Declarative systems make actual and desired states first class concepts, and take the responsibility of bridging the gap between them (which we call the delta). We interact with these systems by telling them how the world is already supposed to be, and watch as they scramble to catch up.
I should have a sandwich in front of me.
Crap! You're right - there should be a sandwich there! Let me make one!
Declarative systems are much harder to build. They have to be smart enough to find their own path to desired, routing around any obstacles in the way. They can't make assumptions, and instead have to be able to discover the actual state of the world. They're also less predictable. How are we getting there? Who knows? Who cares? Look - we're here! And they can be verbose. Instead of instructing the system to "add mayo" to fix your sandwich, you have to declare the entire sandwich all over again (mayo included).

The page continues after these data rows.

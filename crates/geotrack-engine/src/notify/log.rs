use async_trait::async_trait;
use geotrack_core::error::Result;
use geotrack_core::ports::Notifier;

/// Writes alerts to the log stream; always succeeds
///
/// Used when no gateway is configured so alerts stay visible to the operator.
#[derive(Debug, Clone, Default)]
pub struct LogNotifier;

impl LogNotifier {
    pub fn new() -> Self {
        Self
    }
}

#[async_trait]
impl Notifier for LogNotifier {
    async fn send(&self, destination: &str, text: &str) -> Result<()> {
        tracing::warn!(destination = %destination, "{}", text);
        Ok(())
    }

    fn name(&self) -> &str {
        "log"
    }
}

If imperative systems thrive in controlled environments, declarative systems excel in chaos.
(The Cloud is chaos)
Declarative systems are one piece of the puzzle in resiliency. Another is…
Convergence
When I think of convergence, I think of the parable of the oak and the reed. The oak is strong but rigid, while the reed is weak but survives the storm.
(The Cloud is that storm)
Convergence is a property of a system that says "no matter how hard you blow, I'll eventually be standing again." Convergence goes hand in hand with declarative systems, as a convergent system needs to understand an explicit desired state. Convergence works by continually monitoring the delta between actual and desired state and triggering the declarative system when that delta exists. Often this works by taking a declarative system and simply running it in a loop.
Idempotence
Idempotence means an action has the same effect no matter if it's called once or many times. Mathematically speaking, that means f(f(x)) == f(x)
.
Idempotence is important in cloudy systems such as distributed databases. Operating in the Cloud means operating in chaos (see a theme forming?), where messages may or may not make it to their destination. We need to know that we can safely run the same command twice and get the desired result.
x = 5
is idempotent, butx++
isn't.HTTP PUT
is idempotent, butHTTP POST
isn't.echo "foo" > bar
is idempotent, butecho "foo" >> bar
isn't.
Declarative systems are inherently idempotent.
Immutability
When I was a Unix geek1, I managed 400 machines the old fashioned way – SSH and hand-crafted bash loops. This was a nightmare for a number of reasons…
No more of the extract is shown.